It replaced the cold digits with actual descriptive words: multi-user.target, graphical.target, rescue.target. It was as if Linux had finally gone to therapy and learned to use its words to express its feelings instead of grunting “runlevel 3” when it really meant “I need personal space, but WiFi would be nice.”

Targets are just runlevels with a humanities degree. They perform the exact same job, defining which services start, whether the GUI is invited to the party, whether networking gets a plus-one, but they do so with the kind of clarity that makes you wonder how we survived the numeric era without setting more server rooms on fire.

A Rosetta Stone for Nigel’s mood swings

Here is the translation guide that your cheat sheet wishes it had. Think of this as the DSM-5 for your server.

Runlevel 0 becomes poweroff.target
Nigel is taking a permanent nap. This is the Irish Goodbye of operating states.
Runlevel 1 becomes rescue.target
Nigel is in intensive care. Only family is allowed to visit (root user). The network is unplugged, the drives might be mounted read-only, and the atmosphere is grim. This is where you go when you have broken something fundamental and need to perform digital surgery.
Runlevel 3 becomes multi-user.target
Nigel is wearing sweatpants but answering emails. This is the gold standard for servers. Networking is up, multiple users can log in, cron jobs are running, but there is no graphical interface to distract anyone. It is a state of pure, joyless productivity.
Runlevel 5 becomes graphical.target
Nigel is in full business casual with a screensaver. He has loaded the window manager, the display server, and probably a wallpaper of a cat. He is ready to interact with a mouse. He is also consuming an extra gigabyte of memory just to render window shadows.
Runlevel 6 becomes reboot.target
Nigel is hitting the reset button on his life.

The command line couch

Knowing Nigel’s mood is useless unless you can change it. You need tools to intervene. These are the therapy techniques you keep in your utility belt.

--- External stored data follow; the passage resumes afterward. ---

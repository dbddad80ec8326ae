//! Image processing backend trait and shared types.
//!
//! The [`ImageBackend`] trait defines the three operations every backend must
//! support: decode (from a file or from bytes), report dimensions, and write a
//! resized JPEG derivative.
//!
//! The production implementation is
//! [`RustBackend`](super::rust_backend::RustBackend), built on the `image`
//! crate. Formats it can't decode never reach it: the
//! [`strategy`](crate::strategy) layer hands it a JPEG produced by a native
//! tool instead.

use super::params::DerivativeParams;
use std::path::Path;
use thiserror::Error;

#[derive(Error, Debug)]
pub enum BackendError {
    #[error("IO error: {0}")]
    Io(#[from] std::io::Error),
    #[error("Decode failed: {0}")]
    Decode(String),
    #[error("Encode failed: {0}")]
    Encode(String),
}

/// Pixel dimensions of a decoded image, after orientation is applied.
#[derive(Debug, Clone, Copy, PartialEq, Eq)]
pub struct Dimensions {
    pub width: u32,
    pub height: u32,
}

impl Dimensions {
    pub fn new(width: u32, height: u32) -> Self {
        Self { width, height }
    }

    pub fn as_tuple(self) -> (u32, u32) {
        (self.width, self.height)
    }
}

/// Trait for image processing backends.
///
/// A decoded image is an opaque [`Self::Image`]; callers only ask it for its
/// dimensions and hand it back for encoding. Decoding happens once per source
/// and both derivatives are written from the same decoded image.
pub trait ImageBackend {
    type Image;

    /// Decode an image file, applying its EXIF orientation.
    fn decode_file(&self, path: &Path) -> Result<Self::Image, BackendError>;

    /// Decode an in-memory image (an embedded RAW preview).
    ///
    /// Previews often carry no orientation of their own; when that's the case
    /// `fallback_orientation` (the EXIF value of the container) is applied.
    fn decode_bytes(
        &self,
        bytes: &[u8],
        fallback_orientation: Option<u16>,
    ) -> Result<Self::Image, BackendError>;

    fn dimensions(&self, image: &Self::Image) -> Dimensions;

    /// Resize to exactly `params.width`×`params.height` and write a JPEG.
    fn write_jpeg(&self, image: &Self::Image, params: &DerivativeParams)
    -> Result<(), BackendError>;
}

To eyeball Nigel’s default personality (the one he wakes up with every morning), you ask:

systemctl get-default

This might spit back graphical.target. This means Nigel is a morning person who greets the world with a smile and a heavy user interface. If it says multi-user.target, Nigel is the coffee-before-conversation type.

But sometimes, you need to force a mood change. Let’s say you want to switch Nigel from party mode (graphical) to hermit mode (text-only) without making it permanent. You are essentially putting an extrovert in a quiet room for a breather.

systemctl isolate multi-user.target

The word “isolate” here is perfect. It is not “disable” or “kill.” It is “isolate”. It sounds less like computer administration and more like what happens to the protagonist in the third act of a horror movie involving Antarctic research stations. It tells systemd to stop everything that doesn’t belong in the new target. The GUI vanishes. The silence returns.

To switch back, because sometimes you actually need the pretty buttons:

systemctl isolate graphical.target

And to permanently change Nigel’s baseline disposition, akin to telling a chronically late friend that dinner is at 6:30 when it is really at 7:00:

systemctl set-default multi-user.target

Now Nigel will always wake up in Command Line Interface mode, even after a reboot. You can practically hear the sigh of relief from your CPU as it realizes it no longer has to render pixels.

When Nigel has a real breakdown

Let’s walk through some actual disasters, because theory is just a hobby until production goes down and your boss starts hovering behind your chair breathing through his mouth.

Scenario one: The fugue state

Nigel updated his kernel and now boots to a black screen. He is not dead; he is just confused. You reboot, interrupt the boot loader, and add systemd.unit=rescue.target to the boot parameters.

Nigel wakes up in a safe room. It is a root shell. There is no networking. There is no drama. It is just you and the config files. It is intimate, in a disturbing way. You fix the offending setting, type exec /sbin/init, and Nigel reboots into his normal self, slightly embarrassed about the whole episode.

Scenario two: The toddler on espresso

Nigel’s graphical interface has started crashing like a toddler after too much sugar. Every time you log in, the desktop environment panics and dies. Instead of fighting it, you switch to multi-user.target.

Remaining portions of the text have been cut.